Но перейдем к другому предмету, где также слышится у наших поэтов тот высокий лиризм, о котором идет речь, то есть – любви к царю. От множества гимнов и од царям поэзия наша, уже со времен Ломоносова и Державина, получила какое-то величественно-царственное выражение. Что их чувства искренни – об этом нечего и говорить. Только тот, кто наделен мелочным остроумием, способным на одни мгновенные, легкие соображенья, увидит здесь лесть и желанье получить что-нибудь, и такое соображенье оснует на каких-нибудь ничтожных и плохих одах тех же поэтов. Но тот, кто более, нежели остроумен, кто мудр, тот остановится перед теми одами Державина, где он очертывает властелину широкий круг его благотворных действий, где сам, со слезою на глазах, говорит ему о тех слезах, которые готовы заструиться из глаз, не только русских, но даже бесчувственных дикарей, обитающих на концах его имперьи, от одного только прикосновенья той милости и той любви, какую может показать народу одна полномощная власть. Тут многое так сказано сильно, что если бы даже и нашелся такой государь, который позабыл бы на время долг свой, то, прочитавши сии строки, вспомнит он вновь его и умилится сам перед святостью званья своего.
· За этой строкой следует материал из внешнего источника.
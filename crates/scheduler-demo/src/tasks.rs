use std::collections::HashSet;
use std::fmt;
use std::sync::atomic::{AtomicBool, Ordering};
use std::sync::{Arc, Mutex};
use std::time::Duration;

use scheduler_core::{BoxFuture, Priority, Task, TaskFailure, TaskId, Worker, WorkerId};

/// An in-process stand-in for a task that would otherwise run on a remote
/// worker over RPC: sleeps for `work` to simulate the round trip, then
/// succeeds, or fails once (if `fail_once` is set) before succeeding on the
/// next attempt.
struct DemoTask {
    id: TaskId,
    priority: Priority,
    dependencies: HashSet<TaskId>,
    dependents: Mutex<HashSet<TaskId>>,
    fail_once: bool,
    work: Duration,
    attempted: AtomicBool,
    failed: AtomicBool,
    exception: Mutex<Option<TaskFailure>>,
    executed_on: Mutex<Vec<WorkerId>>,
}

impl fmt::Debug for DemoTask {
    fn fmt(&self, f: &mut fmt::Formatter<'_>) -> fmt::Result {
        f.debug_struct("DemoTask").field("id", &self.id).finish()
    }
}

impl Task for DemoTask {
    fn id(&self) -> TaskId {
        self.id.clone()
    }

    fn priority(&self) -> Priority {
        self.priority
    }

    fn dependencies(&self) -> HashSet<TaskId> {
        self.dependencies.clone()
    }

    fn dependents(&self) -> HashSet<TaskId> {
        self.dependents.lock().unwrap().clone()
    }

    fn executed_on_last(&self) -> Option<WorkerId> {
        self.executed_on.lock().unwrap().last().cloned()
    }

    fn executed_on(&self) -> Vec<WorkerId> {
        self.executed_on.lock().unwrap().clone()
    }

    fn failed(&self) -> bool {
        self.failed.load(Ordering::SeqCst)
    }

    fn exception(&self) -> Option<TaskFailure> {
        self.exception.lock().unwrap().clone()
    }

    fn mark_failed(&self, failure: TaskFailure) {
        self.failed.store(true, Ordering::SeqCst);
        *self.exception.lock().unwrap() = Some(failure);
    }

    // `execute` takes `&self` rather than `self: Arc<Self>` (see Task::execute's
    // doc), so nothing here can be captured by reference into the returned
    // future; the outcome is decided synchronously before the future is built,
    // and the future itself only sleeps to simulate remote latency.
    fn execute(&self, worker: WorkerId) -> BoxFuture<'static, ()> {
        tracing::trace!(task = %self.id, worker = %worker, "executing demo task");
        let fail_this_attempt = self.fail_once && !self.attempted.swap(true, Ordering::SeqCst);
        if fail_this_attempt {
            self.mark_failed(TaskFailure::Other(Arc::new(anyhow::anyhow!(
                "simulated transient failure on first attempt"
            ))));
        } else {
            self.failed.store(false, Ordering::SeqCst);
            *self.exception.lock().unwrap() = None;
        }
        self.executed_on.lock().unwrap().push(worker);
        let work = self.work;
        Box::pin(async move {
            tokio::time::sleep(work).await;
        })
    }

    fn locality(&self, _workers: &[WorkerId]) -> Vec<(WorkerId, i64)> {
        Vec::new()
    }
}

/// Builds a linear chain `A1 -> A2 -> ... -> An`, where `Ak+1` depends on
/// `Ak`. `fail_once_at`, if non-zero, names the 1-based position of the task
/// that fails on its first attempt before succeeding on retry.
pub fn build_chain(len: u32, fail_once_at: u32, work: Duration) -> Vec<Arc<dyn Task>> {
    let mut concrete: Vec<Arc<DemoTask>> = Vec::with_capacity(len as usize);
    let mut previous: Option<TaskId> = None;
    for i in 1..=len {
        let id = TaskId::new(format!("A{i}"));
        let dependencies = previous.clone().into_iter().collect();
        let task = Arc::new(DemoTask {
            id: id.clone(),
            priority: Priority(i),
            dependencies,
            dependents: Mutex::new(HashSet::new()),
            fail_once: fail_once_at == i,
            work,
            attempted: AtomicBool::new(false),
            failed: AtomicBool::new(false),
            exception: Mutex::new(None),
            executed_on: Mutex::new(Vec::new()),
        });
        if let Some(prev) = &previous {
            if let Some(prev_task) = concrete.iter().find(|t| &t.id == prev) {
                prev_task.dependents.lock().unwrap().insert(id.clone());
            }
        }
        concrete.push(task);
        previous = Some(id);
    }
    concrete.into_iter().map(|t| t as Arc<dyn Task>).collect()
}

#[derive(Debug)]
struct DemoWorker(WorkerId);

impl Worker for DemoWorker {
    fn name(&self) -> &WorkerId {
        &self.0
    }
}

/// Builds `count` fixture workers named `W1..Wcount`.
pub fn build_workers(count: u16) -> Vec<Arc<dyn Worker>> {
    (1..=count)
        .map(|i| Arc::new(DemoWorker(WorkerId::new(format!("W{i}")))) as Arc<dyn Worker>)
        .collect()
}
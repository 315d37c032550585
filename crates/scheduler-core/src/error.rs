use crate::ids::TaskId;

/// Everything that can go wrong constructing or running a [`crate::Scheduler`].
#[derive(Debug, thiserror::Error)]
pub enum ScheduleError {
    /// `Scheduler::new` was called with no tasks.
    #[error("task set must not be empty")]
    EmptyTaskSet,

    /// `Scheduler::new` was called with no workers.
    #[error("worker set must not be empty")]
    NoWorkers,

    /// Two tasks in the same set reported the same id.
    #[error("duplicate task id: {0}")]
    DuplicateTaskId(TaskId),

    /// A task's `dependencies()`/`dependents()` named an id absent from the
    /// task set.
    #[error("unknown task id referenced: {0}")]
    UnknownTask(TaskId),

    /// A `SchedulerConfig` field was out of range.
    #[error("invalid scheduler config: {field} must be at least 1")]
    InvalidConfig {
        /// Name of the offending field.
        field: &'static str,
    },

    /// After classification no task was immediately executable and none was
    /// already executed either; the task graph has no entry point.
    #[error("no task is executable and none has already executed")]
    NoExecutableTasks,

    /// Every worker is forbidden from running `task` (its locality scores
    /// are all negative).
    #[error("task {task} is forbidden on every worker")]
    AllWorkersForbidden {
        /// The task with no viable worker.
        task: TaskId,
    },

    /// No (task, worker) pairing in the entire run is permitted.
    #[error("no task can run on any worker")]
    NoViableAssignment,

    /// Every worker has failed; the run cannot make further progress.
    #[error("every worker has failed")]
    AllWorkersFailed,

    /// A task exhausted its retry budget.
    #[error("task {task} exhausted its retry budget")]
    RetriesExhausted {
        /// The task that ran out of attempts.
        task: TaskId,
        /// The failure from its final attempt.
        #[source]
        source: anyhow::Error,
    },

    /// An internal bookkeeping invariant was violated. Should never happen;
    /// surfaced instead of panicking so a caller embedding the scheduler in
    /// a long-lived process can recover.
    #[error("scheduler invariant violated: {detail}")]
    InvariantViolation {
        /// Description of the violated invariant.
        detail: String,
    },

    /// The run was aborted via [`crate::SchedulerHandle::abort`] with no
    /// specific cause.
    #[error("scheduler aborted")]
    Aborted,

    /// A worker-affinity or other external error surfaced unchanged.
    #[error(transparent)]
    Other(#[from] anyhow::Error),
}

impl ScheduleError {
    pub(crate) fn invariant(detail: impl Into<String>) -> Self {
        ScheduleError::InvariantViolation { detail: detail.into() }
    }
}
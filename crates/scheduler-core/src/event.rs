use std::sync::Arc;

use crate::ids::{TaskId, WorkerId};
use crate::task::Task;

/// Argument passed to the `done` callback supplied to [`crate::Scheduler::run`].
///
/// A `Task` variant is delivered once per completion event of that task
/// (success, a retried failure, or a terminal failure) — a task that fails
/// twice before eventually succeeding is reported three times. `Finished` is
/// delivered exactly once, when the run as a whole stops.
#[derive(Debug, Clone)]
pub enum DoneSignal {
    /// `task` just finished an attempt; inspect `task.failed()` /
    /// `task.exception()` for the outcome.
    Task(Arc<dyn Task>),
    /// The run has stopped, successfully or otherwise.
    Finished(Arc<FinishReason>),
}

/// Why a run stopped.
#[derive(Debug)]
pub enum FinishReason {
    /// Every task reached a terminal state and no work remains.
    Completed,
    /// The run was aborted or hit a fatal error.
    Failed(crate::error::ScheduleError),
}

/// A diagnostic event broadcast while a run is in progress.
///
/// Entirely supplementary: nothing in the scheduler's own behavior depends
/// on whether anyone is subscribed.
#[derive(Debug, Clone)]
pub enum SchedulerEvent {
    /// `task` was just dispatched to `worker`.
    TaskDispatched {
        /// The dispatched task.
        task: TaskId,
        /// The worker it was dispatched to.
        worker: WorkerId,
    },
    /// `worker` was marked failed and will no longer receive work.
    WorkerMarkedFailed {
        /// The worker that failed.
        worker: WorkerId,
    },
    /// A task's execution future resolved after the task had already been
    /// demoted back to blocked by a cascading failure; its result, success
    /// or not, was discarded.
    StaleCompletionDiscarded {
        /// The task whose completion was discarded.
        task: TaskId,
    },
    /// An abort was requested.
    AbortRequested,
    /// The run's driver loop has exited.
    Stopped,
    /// A non-fatal anomaly worth surfacing to an operator.
    Warning {
        /// Human-readable description.
        message: String,
    },
}

/// A point-in-time view of a run, suitable for a status page or health
/// check. Obtained via [`crate::SchedulerHandle::snapshot`].
#[derive(Debug, Clone)]
pub struct StatusSnapshot {
    /// Whether the run has been aborted.
    pub aborted: bool,
    /// Per-worker status.
    pub workers: Vec<WorkerSnapshot>,
    /// Number of tasks that have completed successfully so far.
    pub executed_count: usize,
    /// Number of tasks still blocked, executable, or executing.
    pub pending_count: usize,
}

/// A single worker's status within a [`StatusSnapshot`].
#[derive(Debug, Clone)]
pub struct WorkerSnapshot {
    /// The worker this entry describes.
    pub worker: WorkerId,
    /// Whether the worker has been marked failed.
    pub failed: bool,
    /// The task currently assigned to this worker, if any.
    pub current_task: Option<TaskId>,
}
//! ARIA Support
//!
//! ARIA roles and the state/property attribute names widgets write.

use std::str::FromStr;

use crate::A11yError;

/// ARIA role
#[derive(Debug, Clone, Copy, PartialEq, Eq, Hash)]
pub enum AriaRole {
    // Landmark roles
    Main,
    Navigation,
    Region,

    // Widget roles
    Button,
    Link,
    Tab,
    TabList,
    TabPanel,

    // Document structure
    Group,
    Heading,
    Presentation,
}

impl AriaRole {
    /// Parse from string
    pub fn parse(s: &str) -> Option<Self> {
        Some(match s.trim().to_ascii_lowercase().as_str() {
            "main" => Self::Main,
            "navigation" => Self::Navigation,
            "region" => Self::Region,
            "button" => Self::Button,
            "link" => Self::Link,
            "tab" => Self::Tab,
            "tablist" => Self::TabList,
            "tabpanel" => Self::TabPanel,
            "group" => Self::Group,
            "heading" => Self::Heading,
            "none" | "presentation" => Self::Presentation,
            _ => return None,
        })
    }

    /// Attribute value for `role`
    pub fn as_str(&self) -> &'static str {
        match self {
            Self::Main => "main",
            Self::Navigation => "navigation",
            Self::Region => "region",
            Self::Button => "button",
            Self::Link => "link",
            Self::Tab => "tab",
            Self::TabList => "tablist",
            Self::TabPanel => "tabpanel",
            Self::Group => "group",
            Self::Heading => "heading",
            Self::Presentation => "presentation",
        }
    }

    /// Check if role is widget
    pub fn is_widget(&self) -> bool {
        matches!(self, Self::Button | Self::Link | Self::Tab)
    }

    /// Check if role is landmark
    pub fn is_landmark(&self) -> bool {
        matches!(self, Self::Main | Self::Navigation | Self::Region)
    }
}

impl FromStr for AriaRole {
    type Err = A11yError;

    fn from_str(s: &str) -> Result<Self, Self::Err> {
        Self::parse(s).ok_or_else(|| A11yError::InvalidRole(s.to_string()))
    }
}

impl std::fmt::Display for AriaRole {
    fn fmt(&self, f: &mut std::fmt::Formatter<'_>) -> std::fmt::Result {
        f.write_str(self.as_str())
    }
}

/// Attribute names
pub mod attr {
    pub const ROLE: &str = "role";
    pub const TABINDEX: &str = "tabindex";
    pub const CONTROLS: &str = "aria-controls";
    pub const LABELLEDBY: &str = "aria-labelledby";
    pub const EXPANDED: &str = "aria-expanded";
    pub const SELECTED: &str = "aria-selected";
    pub const HIDDEN: &str = "aria-hidden";
    pub const MULTISELECTABLE: &str = "aria-multiselectable";
}

/// Boolean ARIA state value
pub fn aria_bool(value: bool) -> &'static str {
    if value { "true" } else { "false" }
}

/// Parse a boolean ARIA state value
pub fn parse_aria_bool(value: &str) -> Option<bool> {
    match value.trim() {
        "true" => Some(true),
        "false" => Some(false),
        _ => None,
    }
}
//! DOM Events
//!
//! User-interaction events delivered to widgets: activation, focus and
//! keyboard input.

use crate::NodeId;

/// DOM event types
#[derive(Debug, Clone, Copy, PartialEq, Eq, Hash)]
pub enum EventType {
    /// Primary activation (mouse click or synthetic activation)
    Click,
    /// Element gained input focus
    Focus,
    KeyDown,
}

impl EventType {
    /// Whether listeners get a cancelable default action
    pub fn cancelable(&self) -> bool {
        matches!(self, Self::Click | Self::KeyDown)
    }
}

/// Keyboard key, named after the DOM `KeyboardEvent.key` values
#[derive(Debug, Clone, PartialEq, Eq, Hash)]
pub enum Key {
    ArrowUp,
    ArrowDown,
    ArrowLeft,
    ArrowRight,
    Home,
    End,
    PageUp,
    PageDown,
    Enter,
    Space,
    Other(String),
}

impl Key {
    /// Parse a `KeyboardEvent.key` value
    pub fn from_name(name: &str) -> Self {
        match name {
            "ArrowUp" | "Up" => Self::ArrowUp,
            "ArrowDown" | "Down" => Self::ArrowDown,
            "ArrowLeft" | "Left" => Self::ArrowLeft,
            "ArrowRight" | "Right" => Self::ArrowRight,
            "Home" => Self::Home,
            "End" => Self::End,
            "PageUp" => Self::PageUp,
            "PageDown" => Self::PageDown,
            "Enter" => Self::Enter,
            " " | "Spacebar" => Self::Space,
            other => Self::Other(other.to_string()),
        }
    }

    /// Map a legacy `keyCode`
    pub fn from_key_code(code: u32) -> Self {
        match code {
            13 => Self::Enter,
            32 => Self::Space,
            33 => Self::PageUp,
            34 => Self::PageDown,
            35 => Self::End,
            36 => Self::Home,
            37 => Self::ArrowLeft,
            38 => Self::ArrowUp,
            39 => Self::ArrowRight,
            40 => Self::ArrowDown,
            other => Self::Other(format!("KeyCode{}", other)),
        }
    }
}

/// Modifier keys held during a key press
#[derive(Debug, Clone, Copy, PartialEq, Eq, Default)]
pub struct Modifiers {
    pub ctrl: bool,
    pub alt: bool,
    pub shift: bool,
    pub meta: bool,
}

impl Modifiers {
    pub const NONE: Modifiers = Modifiers {
        ctrl: false,
        alt: false,
        shift: false,
        meta: false,
    };

    pub const CTRL: Modifiers = Modifiers {
        ctrl: true,
        ..Self::NONE
    };

    pub fn is_empty(&self) -> bool {
        *self == Self::NONE
    }
}

/// DOM event
#[derive(Debug, Clone)]
pub struct DomEvent {
    pub event_type: EventType,
    pub target: NodeId,
    /// Set for `KeyDown`
    pub key: Option<Key>,
    pub modifiers: Modifiers,
    pub cancelable: bool,
    default_prevented: bool,
    propagation_stopped: bool,
}

impl DomEvent {
    fn new(event_type: EventType, target: NodeId) -> Self {
        Self {
            event_type,
            target,
            key: None,
            modifiers: Modifiers::NONE,
            cancelable: event_type.cancelable(),
            default_prevented: false,
            propagation_stopped: false,
        }
    }

    /// Create click event
    pub fn click(target: NodeId) -> Self {
        Self::new(EventType::Click, target)
    }

    /// Create focus event
    pub fn focus(target: NodeId) -> Self {
        Self::new(EventType::Focus, target)
    }

    /// Create keydown event
    pub fn key_down(target: NodeId, key: Key, modifiers: Modifiers) -> Self {
        Self {
            key: Some(key),
            modifiers,
            ..Self::new(EventType::KeyDown, target)
        }
    }

    /// Prevent default action
    pub fn prevent_default(&mut self) {
        if self.cancelable {
            self.default_prevented = true;
        }
    }

    /// Stop propagation
    pub fn stop_propagation(&mut self) {
        self.propagation_stopped = true;
    }

    /// Check if default was prevented
    pub fn is_default_prevented(&self) -> bool {
        self.default_prevented
    }

    pub fn is_propagation_stopped(&self) -> bool {
        self.propagation_stopped
    }
}
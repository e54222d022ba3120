//! Element Query
//!
//! A small selector engine: compound selectors (tag, `.class`, `#id`,
//! `[attr]`, `[attr="value"]`) joined by descendant or child combinators,
//! grouped with commas. Enough for widget markup contracts.

use crate::{DomError, DomResult, DomTree, ElementData, NodeId};

/// Simple selector component
#[derive(Debug, Clone, PartialEq, Eq)]
enum SimpleSelector {
    Tag(String),
    Class(String),
    Id(String),
    Attr { name: String, value: Option<String> },
}

impl SimpleSelector {
    fn matches(&self, elem: &ElementData) -> bool {
        match self {
            Self::Tag(tag) => elem.tag == *tag,
            Self::Class(class) => elem.has_class(class),
            Self::Id(id) => elem.id() == Some(id.as_str()),
            Self::Attr { name, value } => match (elem.get_attr(name), value) {
                (Some(_), None) => true,
                (Some(actual), Some(expected)) => actual == expected,
                (None, _) => false,
            },
        }
    }
}

#[derive(Debug, Clone, Copy, PartialEq, Eq)]
enum Combinator {
    Descendant,
    Child,
}

/// Conjunction of simple selectors; empty means `*`
#[derive(Debug, Clone, Default, PartialEq, Eq)]
struct Compound {
    parts: Vec<SimpleSelector>,
}

impl Compound {
    fn matches(&self, tree: &DomTree, id: NodeId) -> bool {
        tree.element(id)
            .is_some_and(|elem| self.parts.iter().all(|p| p.matches(elem)))
    }
}

/// Compounds with the combinator linking each one to the previous compound
#[derive(Debug, Clone, PartialEq, Eq)]
struct Complex {
    head: Compound,
    rest: Vec<(Combinator, Compound)>,
}

impl Complex {
    fn matches(&self, tree: &DomTree, id: NodeId) -> bool {
        self.matches_at(tree, id, self.rest.len())
    }

    /// Match compound `index` (0 = head) against `id`, then walk leftwards
    fn matches_at(&self, tree: &DomTree, id: NodeId, index: usize) -> bool {
        if index == 0 {
            return self.head.matches(tree, id);
        }
        let (combinator, compound) = &self.rest[index - 1];
        if !compound.matches(tree, id) {
            return false;
        }
        match combinator {
            Combinator::Child => tree
                .parent(id)
                .is_some_and(|p| self.matches_at(tree, p, index - 1)),
            Combinator::Descendant => tree
                .ancestors(id)
                .any(|a| self.matches_at(tree, a, index - 1)),
        }
    }
}

/// Parsed selector list
#[derive(Debug, Clone, PartialEq, Eq)]
pub struct Selector {
    source: String,
    alternatives: Vec<Complex>,
}

impl Selector {
    /// Parse a selector list
    pub fn parse(source: &str) -> DomResult<Self> {
        let invalid = || DomError::InvalidSelector(source.to_string());

        let alternatives = split_list(source)
            .into_iter()
            .map(|group| Parser::new(group).complex().ok_or_else(invalid))
            .collect::<DomResult<Vec<_>>>()?;

        Ok(Self {
            source: source.to_string(),
            alternatives,
        })
    }

    /// Original selector text
    pub fn as_str(&self) -> &str {
        &self.source
    }

    /// Check if an element matches any alternative
    pub fn matches(&self, tree: &DomTree, id: NodeId) -> bool {
        self.alternatives.iter().any(|c| c.matches(tree, id))
    }

    /// All matching descendants of `root`, in document order
    pub fn query_all(&self, tree: &DomTree, root: NodeId) -> Vec<NodeId> {
        tree.descendants(root)
            .into_iter()
            .filter(|&id| self.matches(tree, id))
            .collect()
    }

    /// First matching descendant of `root`
    pub fn query(&self, tree: &DomTree, root: NodeId) -> Option<NodeId> {
        tree.descendants(root)
            .into_iter()
            .find(|&id| self.matches(tree, id))
    }

    /// Closest inclusive ancestor of `id` that matches
    pub fn closest(&self, tree: &DomTree, id: NodeId) -> Option<NodeId> {
        std::iter::once(id)
            .chain(tree.ancestors(id))
            .find(|&a| self.matches(tree, a))
    }
}

impl std::fmt::Display for Selector {
    fn fmt(&self, f: &mut std::fmt::Formatter<'_>) -> std::fmt::Result {
        f.write_str(&self.source)
    }
}

/// Split a selector list at commas outside brackets and quotes
fn split_list(source: &str) -> Vec<&str> {
    let mut groups = Vec::new();
    let mut quote = None;
    let mut depth = 0usize;
    let mut start = 0;

    for (i, c) in source.char_indices() {
        match (quote, c) {
            (Some(q), c) if c == q => quote = None,
            (Some(_), _) => {}
            (None, '"' | '\'') => quote = Some(c),
            (None, '[') => depth += 1,
            (None, ']') => depth = depth.saturating_sub(1),
            (None, ',') if depth == 0 => {
                groups.push(&source[start..i]);
                start = i + 1;
            }
            _ => {}
        }
    }
    groups.push(&source[start..]);
    groups
}

struct Parser<'a> {
    input: &'a str,
    pos: usize,
}

impl<'a> Parser<'a> {
    fn new(input: &'a str) -> Self {
        Self { input, pos: 0 }
    }

    fn peek(&self) -> Option<char> {
        self.input[self.pos..].chars().next()
    }

    fn bump(&mut self) -> Option<char> {
        let c = self.peek()?;
        self.pos += c.len_utf8();
        Some(c)
    }

    /// Skip whitespace, reporting whether any was consumed
    fn skip_ws(&mut self) -> bool {
        let start = self.pos;
        while self.peek().is_some_and(char::is_whitespace) {
            self.bump();
        }
        self.pos != start
    }

    fn ident(&mut self) -> Option<String> {
        let start = self.pos;
        while self
            .peek()
            .is_some_and(|c| c.is_alphanumeric() || c == '-' || c == '_')
        {
            self.bump();
        }
        (self.pos != start).then(|| self.input[start..self.pos].to_string())
    }

    fn complex(&mut self) -> Option<Complex> {
        self.skip_ws();
        let head = self.compound()?;
        let mut rest = Vec::new();

        loop {
            let had_ws = self.skip_ws();
            let combinator = match self.peek() {
                None => break,
                Some('>') => {
                    self.bump();
                    self.skip_ws();
                    Combinator::Child
                }
                Some(_) if had_ws => Combinator::Descendant,
                Some(_) => return None,
            };
            rest.push((combinator, self.compound()?));
        }
        Some(Complex { head, rest })
    }

    fn compound(&mut self) -> Option<Compound> {
        let mut parts = Vec::new();
        let mut universal = false;

        match self.peek()? {
            '*' => {
                self.bump();
                universal = true;
            }
            c if c.is_alphabetic() => {
                parts.push(SimpleSelector::Tag(self.ident()?.to_ascii_lowercase()));
            }
            _ => {}
        }

        loop {
            match self.peek() {
                Some('.') => {
                    self.bump();
                    parts.push(SimpleSelector::Class(self.ident()?));
                }
                Some('#') => {
                    self.bump();
                    parts.push(SimpleSelector::Id(self.ident()?));
                }
                Some('[') => {
                    self.bump();
                    parts.push(self.attribute()?);
                }
                _ => break,
            }
        }

        (universal || !parts.is_empty()).then_some(Compound { parts })
    }

    fn attribute(&mut self) -> Option<SimpleSelector> {
        self.skip_ws();
        let name = self.ident()?.to_ascii_lowercase();
        self.skip_ws();
        let value = match self.bump()? {
            ']' => return Some(SimpleSelector::Attr { name, value: None }),
            '=' => {
                self.skip_ws();
                self.attribute_value()?
            }
            _ => return None,
        };
        self.skip_ws();
        (self.bump()? == ']').then_some(SimpleSelector::Attr {
            name,
            value: Some(value),
        })
    }

    fn attribute_value(&mut self) -> Option<String> {
        match self.peek()? {
            quote @ ('"' | '\'') => {
                self.bump();
                let start = self.pos;
                while self.peek()? != quote {
                    self.bump();
                }
                let value = self.input[start..self.pos].to_string();
                self.bump();
                Some(value)
            }
            _ => self.ident(),
        }
    }
}

#[cfg(test)]
mod tests {
    use super::*;

    /// <div class="js-accordion" dir="rtl">
    ///   <section class="js-accordion__panel" id="p">
    ///     <h2 class="js-accordion__header">T</h2>
    ///   </section>
    ///   <button class="js-accordion__header" type="button"></button>
    /// </div>
    fn fixture() -> (DomTree, NodeId, NodeId, NodeId, NodeId) {
        let mut tree = DomTree::new();
        let div = tree.create_element("div");
        tree.set_attribute(div, "class", "js-accordion").unwrap();
        tree.set_attribute(div, "dir", "rtl").unwrap();
        tree.append_child(tree.root(), div).unwrap();

        let section = tree.create_element("section");
        tree.set_attribute(section, "class", "js-accordion__panel").unwrap();
        tree.set_attribute(section, "id", "p").unwrap();
        tree.append_child(div, section).unwrap();

        let h2 = tree.create_element("h2");
        tree.set_attribute(h2, "class", "js-accordion__header").unwrap();
        tree.append_child(section, h2).unwrap();

        let button = tree.create_element("button");
        tree.set_attribute(button, "class", "js-accordion__header").unwrap();
        tree.set_attribute(button, "type", "button").unwrap();
        tree.append_child(div, button).unwrap();

        (tree, div, section, h2, button)
    }

    #[test]
    fn test_parse_rejects_garbage() {
        assert!(Selector::parse("").is_err());
        assert!(Selector::parse(".").is_err());
        assert!(Selector::parse("div,").is_err());
        assert!(Selector::parse("[dir=\"rtl\"").is_err());
        assert!(Selector::parse("a!b").is_err());
    }

    #[test]
    fn test_compound_selectors() {
        let (tree, div, section, h2, button) = fixture();

        let buttons = Selector::parse("button.js-accordion__header").unwrap();
        assert!(buttons.matches(&tree, button));
        assert!(!buttons.matches(&tree, h2));

        let by_id = Selector::parse("section#p").unwrap();
        assert!(by_id.matches(&tree, section));

        let attr = Selector::parse("[dir=\"rtl\"]").unwrap();
        assert!(attr.matches(&tree, div));
        assert!(Selector::parse("[dir]").unwrap().matches(&tree, div));
        assert!(!Selector::parse("[dir=ltr]").unwrap().matches(&tree, div));
        assert!(Selector::parse("*").unwrap().matches(&tree, h2));
    }

    #[test]
    fn test_combinators() {
        let (tree, div, _, h2, button) = fixture();

        let descendant = Selector::parse(".js-accordion .js-accordion__header").unwrap();
        assert_eq!(descendant.query_all(&tree, tree.root()), vec![h2, button]);

        let child = Selector::parse(".js-accordion > .js-accordion__header").unwrap();
        assert_eq!(child.query_all(&tree, tree.root()), vec![button]);
        assert_eq!(child.query(&tree, div), Some(button));
    }

    #[test]
    fn test_selector_list_and_closest() {
        let (tree, div, section, h2, _) = fixture();

        let list = Selector::parse("h2, section").unwrap();
        assert_eq!(list.query_all(&tree, div), vec![section, h2]);

        let rtl = Selector::parse("[dir=\"rtl\"]").unwrap();
        assert_eq!(rtl.closest(&tree, h2), Some(div));
        assert_eq!(rtl.closest(&tree, div), Some(div));
        assert_eq!(Selector::parse("ul").unwrap().closest(&tree, h2), None);
    }

    #[test]
    fn test_list_commas_inside_values() {
        let mut tree = DomTree::new();
        let div = tree.create_element("div");
        tree.append_child(tree.root(), div).unwrap();
        tree.set_attribute(div, "data-keys", "a,b").unwrap();
        let p = tree.create_element("p");
        tree.append_child(div, p).unwrap();

        let quoted = Selector::parse("[data-keys=\"a,b\"]").unwrap();
        assert_eq!(quoted.query_all(&tree, tree.root()), vec![div]);

        let list = Selector::parse("[data-keys='a,b'], p").unwrap();
        assert_eq!(list.query_all(&tree, tree.root()), vec![div, p]);

        assert_eq!(split_list("a, [x=\",\"], b"), vec!["a", " [x=\",\"]", " b"]);
        assert!(Selector::parse("h2,").is_err());
    }
}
Только холодные сердцем попрекнут Державина за излишние похвалы Екатерине; но кто сердцем не камень, тот не прочтет без умиленья тех замечательных строф, где говорит, что если и перейдет его мраморный истукан в потомство, так это потому только,

 
Что пел я россов ту царицу*,
Какой другой нам не найти
Ни здесь, ни впредь в пространном мире.
Хвались, хвались моя тем лира!
 

Не прочтет он также без непритворного душевного волненья сих уже почти предсмертных стихов:

 
Холодна старость дух, у лиры глас отъемлет*:
       Екатерины муза дремлет
               · · · Петь
       Уж не могу. Другим певцам греметь
       Мои оставлю ветхи струны,
       Да черплют вновь из них перуны
       Тех чистых пламенных огней,
              Как пел я трех царей.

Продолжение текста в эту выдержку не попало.